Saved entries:
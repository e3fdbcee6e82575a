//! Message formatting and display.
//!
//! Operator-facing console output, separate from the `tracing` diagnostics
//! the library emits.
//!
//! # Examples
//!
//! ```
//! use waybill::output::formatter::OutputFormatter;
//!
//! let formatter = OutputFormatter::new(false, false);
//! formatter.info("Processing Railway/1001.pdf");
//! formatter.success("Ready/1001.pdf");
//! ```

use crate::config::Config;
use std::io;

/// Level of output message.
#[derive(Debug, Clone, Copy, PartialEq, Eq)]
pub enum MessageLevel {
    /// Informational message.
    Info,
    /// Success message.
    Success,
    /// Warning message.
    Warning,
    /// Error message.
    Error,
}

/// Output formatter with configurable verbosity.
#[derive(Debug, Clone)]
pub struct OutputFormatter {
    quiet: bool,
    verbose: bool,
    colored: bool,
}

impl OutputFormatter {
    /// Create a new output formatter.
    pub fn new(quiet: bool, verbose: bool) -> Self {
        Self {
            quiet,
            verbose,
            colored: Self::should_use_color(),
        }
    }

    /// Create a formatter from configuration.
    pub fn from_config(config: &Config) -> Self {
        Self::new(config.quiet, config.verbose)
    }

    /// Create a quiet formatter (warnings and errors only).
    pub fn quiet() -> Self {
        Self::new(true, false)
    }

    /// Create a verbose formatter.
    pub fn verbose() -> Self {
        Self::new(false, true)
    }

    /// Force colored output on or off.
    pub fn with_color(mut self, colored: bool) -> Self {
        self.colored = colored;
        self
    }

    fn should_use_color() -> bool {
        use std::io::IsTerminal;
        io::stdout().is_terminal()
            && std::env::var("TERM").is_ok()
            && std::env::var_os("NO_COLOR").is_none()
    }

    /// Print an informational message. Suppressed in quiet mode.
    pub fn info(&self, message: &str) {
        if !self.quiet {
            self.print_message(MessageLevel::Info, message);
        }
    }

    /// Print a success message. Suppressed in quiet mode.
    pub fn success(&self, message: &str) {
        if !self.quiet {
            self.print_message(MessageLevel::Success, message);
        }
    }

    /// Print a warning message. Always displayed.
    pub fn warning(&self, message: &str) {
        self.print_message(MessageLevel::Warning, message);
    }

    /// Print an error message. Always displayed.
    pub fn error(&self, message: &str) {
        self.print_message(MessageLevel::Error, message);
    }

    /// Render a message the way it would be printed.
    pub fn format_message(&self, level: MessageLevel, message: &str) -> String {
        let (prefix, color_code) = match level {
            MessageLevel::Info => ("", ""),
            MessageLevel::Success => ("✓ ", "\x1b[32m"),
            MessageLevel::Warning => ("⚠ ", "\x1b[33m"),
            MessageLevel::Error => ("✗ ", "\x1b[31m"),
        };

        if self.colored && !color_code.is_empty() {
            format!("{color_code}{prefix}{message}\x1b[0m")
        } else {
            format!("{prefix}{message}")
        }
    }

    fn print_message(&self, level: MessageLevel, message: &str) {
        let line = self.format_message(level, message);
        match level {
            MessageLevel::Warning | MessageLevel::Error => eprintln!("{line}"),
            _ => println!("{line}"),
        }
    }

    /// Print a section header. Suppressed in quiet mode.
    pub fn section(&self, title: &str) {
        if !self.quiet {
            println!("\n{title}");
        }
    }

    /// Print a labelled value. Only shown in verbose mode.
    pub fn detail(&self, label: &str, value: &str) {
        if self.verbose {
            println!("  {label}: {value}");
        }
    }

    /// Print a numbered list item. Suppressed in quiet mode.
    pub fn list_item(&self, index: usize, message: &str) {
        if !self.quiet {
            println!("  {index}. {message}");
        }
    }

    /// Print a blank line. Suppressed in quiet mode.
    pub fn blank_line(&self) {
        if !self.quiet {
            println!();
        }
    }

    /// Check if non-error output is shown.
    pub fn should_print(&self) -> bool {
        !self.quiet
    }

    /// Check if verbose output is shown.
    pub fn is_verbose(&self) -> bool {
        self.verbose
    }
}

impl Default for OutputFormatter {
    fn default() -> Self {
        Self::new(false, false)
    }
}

==

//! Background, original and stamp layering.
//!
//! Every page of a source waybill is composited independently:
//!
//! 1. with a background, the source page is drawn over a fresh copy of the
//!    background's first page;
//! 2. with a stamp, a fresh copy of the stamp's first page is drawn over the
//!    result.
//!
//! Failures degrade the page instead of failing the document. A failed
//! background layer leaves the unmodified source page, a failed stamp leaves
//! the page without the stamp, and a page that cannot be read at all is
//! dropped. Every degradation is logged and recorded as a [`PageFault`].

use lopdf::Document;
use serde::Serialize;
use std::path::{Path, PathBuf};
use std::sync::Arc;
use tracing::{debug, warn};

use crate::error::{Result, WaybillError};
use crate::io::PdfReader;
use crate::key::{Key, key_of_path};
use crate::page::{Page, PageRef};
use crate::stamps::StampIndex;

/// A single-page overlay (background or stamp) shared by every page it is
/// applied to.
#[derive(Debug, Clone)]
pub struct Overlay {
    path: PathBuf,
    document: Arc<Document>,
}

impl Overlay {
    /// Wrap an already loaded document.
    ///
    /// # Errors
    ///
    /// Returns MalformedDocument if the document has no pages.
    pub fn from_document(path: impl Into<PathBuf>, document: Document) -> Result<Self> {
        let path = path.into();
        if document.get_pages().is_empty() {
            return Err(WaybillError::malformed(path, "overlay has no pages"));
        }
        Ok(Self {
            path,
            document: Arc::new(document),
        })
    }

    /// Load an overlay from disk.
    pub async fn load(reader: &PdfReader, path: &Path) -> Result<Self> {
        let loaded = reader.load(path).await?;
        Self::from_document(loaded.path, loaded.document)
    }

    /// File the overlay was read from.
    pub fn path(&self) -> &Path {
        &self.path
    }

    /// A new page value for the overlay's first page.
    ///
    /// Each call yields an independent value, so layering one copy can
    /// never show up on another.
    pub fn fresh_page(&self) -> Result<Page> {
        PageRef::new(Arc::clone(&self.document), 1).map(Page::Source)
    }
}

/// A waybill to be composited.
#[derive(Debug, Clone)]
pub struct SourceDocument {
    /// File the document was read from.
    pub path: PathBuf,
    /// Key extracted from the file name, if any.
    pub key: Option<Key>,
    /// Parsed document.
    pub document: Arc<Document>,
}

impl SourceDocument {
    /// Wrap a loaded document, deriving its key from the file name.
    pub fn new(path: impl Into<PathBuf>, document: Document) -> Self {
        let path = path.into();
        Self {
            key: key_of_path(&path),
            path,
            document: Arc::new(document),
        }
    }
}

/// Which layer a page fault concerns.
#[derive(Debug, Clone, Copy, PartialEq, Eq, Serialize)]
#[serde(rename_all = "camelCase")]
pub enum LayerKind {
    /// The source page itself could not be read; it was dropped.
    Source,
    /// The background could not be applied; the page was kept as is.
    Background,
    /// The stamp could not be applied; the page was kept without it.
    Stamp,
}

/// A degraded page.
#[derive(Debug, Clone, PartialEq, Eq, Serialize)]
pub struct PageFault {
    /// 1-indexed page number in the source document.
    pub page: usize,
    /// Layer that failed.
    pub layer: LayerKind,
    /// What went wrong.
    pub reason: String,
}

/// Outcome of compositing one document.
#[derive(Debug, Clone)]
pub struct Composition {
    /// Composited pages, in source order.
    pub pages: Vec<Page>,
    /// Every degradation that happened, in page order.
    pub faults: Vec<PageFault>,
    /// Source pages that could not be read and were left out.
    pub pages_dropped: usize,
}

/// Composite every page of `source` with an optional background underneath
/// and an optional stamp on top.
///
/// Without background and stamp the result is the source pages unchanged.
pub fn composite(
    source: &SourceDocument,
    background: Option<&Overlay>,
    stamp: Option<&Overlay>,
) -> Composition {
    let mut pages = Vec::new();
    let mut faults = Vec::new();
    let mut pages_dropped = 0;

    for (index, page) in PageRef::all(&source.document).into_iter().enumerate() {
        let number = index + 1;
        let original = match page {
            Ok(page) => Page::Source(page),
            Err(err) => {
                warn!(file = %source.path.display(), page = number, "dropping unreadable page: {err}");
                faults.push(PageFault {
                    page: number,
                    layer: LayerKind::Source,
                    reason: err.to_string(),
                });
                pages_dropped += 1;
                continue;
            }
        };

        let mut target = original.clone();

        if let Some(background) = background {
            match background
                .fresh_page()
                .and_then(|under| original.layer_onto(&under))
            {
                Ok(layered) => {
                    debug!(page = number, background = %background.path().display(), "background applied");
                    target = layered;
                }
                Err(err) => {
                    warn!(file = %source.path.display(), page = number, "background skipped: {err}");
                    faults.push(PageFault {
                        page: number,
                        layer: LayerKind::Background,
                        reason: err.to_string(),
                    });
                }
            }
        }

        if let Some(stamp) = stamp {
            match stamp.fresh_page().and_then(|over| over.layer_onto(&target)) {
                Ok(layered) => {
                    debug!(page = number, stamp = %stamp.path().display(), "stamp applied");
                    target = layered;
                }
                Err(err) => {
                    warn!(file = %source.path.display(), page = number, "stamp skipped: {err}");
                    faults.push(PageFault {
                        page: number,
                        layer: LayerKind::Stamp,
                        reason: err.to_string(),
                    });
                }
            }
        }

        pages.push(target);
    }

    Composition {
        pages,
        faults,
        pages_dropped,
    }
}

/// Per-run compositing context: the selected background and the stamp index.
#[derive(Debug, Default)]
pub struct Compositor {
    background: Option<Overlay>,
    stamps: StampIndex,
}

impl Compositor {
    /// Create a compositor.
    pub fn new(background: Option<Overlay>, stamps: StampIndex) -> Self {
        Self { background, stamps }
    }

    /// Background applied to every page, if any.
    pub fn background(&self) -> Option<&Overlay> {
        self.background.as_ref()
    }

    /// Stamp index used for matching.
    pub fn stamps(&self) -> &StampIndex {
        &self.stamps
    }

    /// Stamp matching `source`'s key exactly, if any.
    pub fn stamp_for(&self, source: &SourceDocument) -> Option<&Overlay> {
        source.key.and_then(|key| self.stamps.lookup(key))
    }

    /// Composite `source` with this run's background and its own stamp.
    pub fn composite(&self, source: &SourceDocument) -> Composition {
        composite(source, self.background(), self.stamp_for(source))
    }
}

WHAT IS BEING ASKED: Set down exactly the lines of the data above, beginning with the line that has "println!();" and ending with the line that has "impl Default for", and no others.

COMPLETED EXERCISE:
            println!();
        }
    }

    /// Check if non-error output is shown.
    pub fn should_print(&self) -> bool {
        !self.quiet
    }

    /// Check if verbose output is shown.
    pub fn is_verbose(&self) -> bool {
        self.verbose
    }
}

impl Default for OutputFormatter {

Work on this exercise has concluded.